Because server admins fail to properly set up HTTP Strict Transport Security (HSTS), a large amount of today's HTTPS traffic can be hijacked via trivial attacks.

HSTS is Web security policy supported by most of today's Web browsers. HSTS helps webmasters protect their service and their users against HTTPS downgrades, man-in-the-middle attacks, and cookie hijacking for HTTPS connections.

One in twenty HTTPS connections is in danger

According to a recent Netcraft study, 95% of all of today's servers running HTTPS either fail to set up HSTS or come with configuration errors that open server-client connections to the above-listed attack scenarios.

What's more interesting is the fact that Netcraft has been running the same scan for the past three years, and proper HSTS usage has remained at the same levels.

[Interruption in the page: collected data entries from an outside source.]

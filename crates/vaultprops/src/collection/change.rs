//! Change notifications raised by [`ObservableCollection`](super::ObservableCollection).

/// What a single mutation did to a collection.
#[derive(Debug, Clone, Copy, PartialEq, Eq)]
pub enum CollectionChange {
    /// An item was inserted at `index`.
    Inserted { index: usize },
    /// The item at `index` was removed.
    Removed { index: usize },
    /// The item at `index` was swapped for an equal-identity item.
    Replaced { index: usize },
    /// An item moved from `from` to `to`.
    Moved { from: usize, to: usize },
    /// Every item was removed.
    Cleared,
}

impl CollectionChange {
    /// True when the shape of the collection changed (count or order).
    ///
    /// Listeners that only cache row labels can skip in-place replacements.
    pub fn is_structural(&self) -> bool {
        !matches!(self, CollectionChange::Replaced { .. })
    }
}

/// Callback invoked after every mutation, in registration order.
pub type ChangeListener = Box<dyn FnMut(&CollectionChange)>;

/// A mutation the collection is about to make, handed to the validation hook.
#[derive(Debug)]
pub enum PendingChange<'a, T> {
    Insert { index: usize, item: &'a T },
    Replace { index: usize, item: &'a T },
}

impl<'a, T> PendingChange<'a, T> {
    pub fn item(&self) -> &'a T {
        match self {
            PendingChange::Insert { item, .. } | PendingChange::Replace { item, .. } => item,
        }
    }

    pub fn index(&self) -> usize {
        match self {
            PendingChange::Insert { index, .. } | PendingChange::Replace { index, .. } => *index,
        }
    }

    /// Item count once this change is applied to a collection of `current` items.
    pub fn resulting_len(&self, current: usize) -> usize {
        match self {
            PendingChange::Insert { .. } => current + 1,
            PendingChange::Replace { .. } => current,
        }
    }
}

#[cfg(test)]
mod tests {
    use super::*;

    #[test]
    fn only_replacement_is_non_structural() {
        assert!(CollectionChange::Inserted { index: 0 }.is_structural());
        assert!(CollectionChange::Removed { index: 0 }.is_structural());
        assert!(CollectionChange::Moved { from: 0, to: 1 }.is_structural());
        assert!(CollectionChange::Cleared.is_structural());
        assert!(!CollectionChange::Replaced { index: 0 }.is_structural());
    }

    #[test]
    fn resulting_len_counts_inserts_only() {
        let item = 7;
        assert_eq!(PendingChange::Insert { index: 0, item: &item }.resulting_len(3), 4);
        assert_eq!(PendingChange::Replace { index: 0, item: &item }.resulting_len(3), 3);
    }
}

This shows that webmasters aren't learning or being told that they've set up HSTS in an incorrect manner or that they just don't care.

The easiest attack scenario against these insecure sites is the HTTPS downgrade attack, during which attackers can choose multiple methods of forcing a seemingly secure HTTPS connection into using no encryption at all or a weaker certificate that can be attacked and broken later on.

According to security researchers, among those 95% sites that have failed to set up HSTS, you can find a lot of banks and websites that handle financial operations.

You can activate HSTS by adding one line in your server config

What's more mind-boggling is that implementing HSTS is done by adding one single line of code to a server's configuration.

  
Code:
  Strict-Transport-Security: max-age=31536000;

This line makes the server tell browsers to access its content only via HTTPS connections, and it includes the maximum keep-alive value of one year.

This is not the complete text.